# What to do
All of the data below is to be output without alteration.

** Opening Input for this task block **

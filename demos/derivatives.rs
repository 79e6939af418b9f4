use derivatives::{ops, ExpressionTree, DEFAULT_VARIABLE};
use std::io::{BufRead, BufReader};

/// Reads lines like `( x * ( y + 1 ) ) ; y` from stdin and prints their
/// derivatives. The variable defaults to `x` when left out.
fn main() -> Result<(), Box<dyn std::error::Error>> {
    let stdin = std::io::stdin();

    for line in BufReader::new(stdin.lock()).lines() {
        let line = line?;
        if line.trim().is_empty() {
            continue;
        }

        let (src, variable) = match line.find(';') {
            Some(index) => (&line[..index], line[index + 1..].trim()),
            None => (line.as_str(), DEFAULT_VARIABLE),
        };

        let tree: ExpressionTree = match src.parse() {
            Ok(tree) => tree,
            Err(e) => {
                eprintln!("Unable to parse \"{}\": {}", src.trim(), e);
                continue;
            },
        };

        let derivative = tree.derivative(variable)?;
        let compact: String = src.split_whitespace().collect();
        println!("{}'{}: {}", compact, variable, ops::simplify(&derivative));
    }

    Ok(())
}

** Closing Input for this task block **

# Expected answer
filename demos/derivatives.rs
repository 79e6939af418b9f4
use derivatives::{ops, ExpressionTree, DEFAULT_VARIABLE};
use std::io::{BufRead, BufReader};

/// Reads lines like `( x * ( y + 1 ) ) ; y` from stdin and prints their
/// derivatives. The variable defaults to `x` when left out.
fn main() -> Result<(), Box<dyn std::error::Error>> {
    let stdin = std::io::stdin();

    for line in BufReader::new(stdin.lock()).lines() {
        let line = line?;
        if line.trim().is_empty() {
            continue;
        }

        let (src, variable) = match line.find(';') {
            Some(index) => (&line[..index], line[index + 1..].trim()),
            None => (line.as_str(), DEFAULT_VARIABLE),
        };

        let tree: ExpressionTree = match src.parse() {
            Ok(tree) => tree,
            Err(e) => {
                eprintln!("Unable to parse \"{}\": {}", src.trim(), e);
                continue;
            },
        };

        let derivative = tree.derivative(variable)?;
        let compact: String = src.split_whitespace().collect();
        println!("{}'{}: {}", compact, variable, ops::simplify(&derivative));
    }

    Ok(())
}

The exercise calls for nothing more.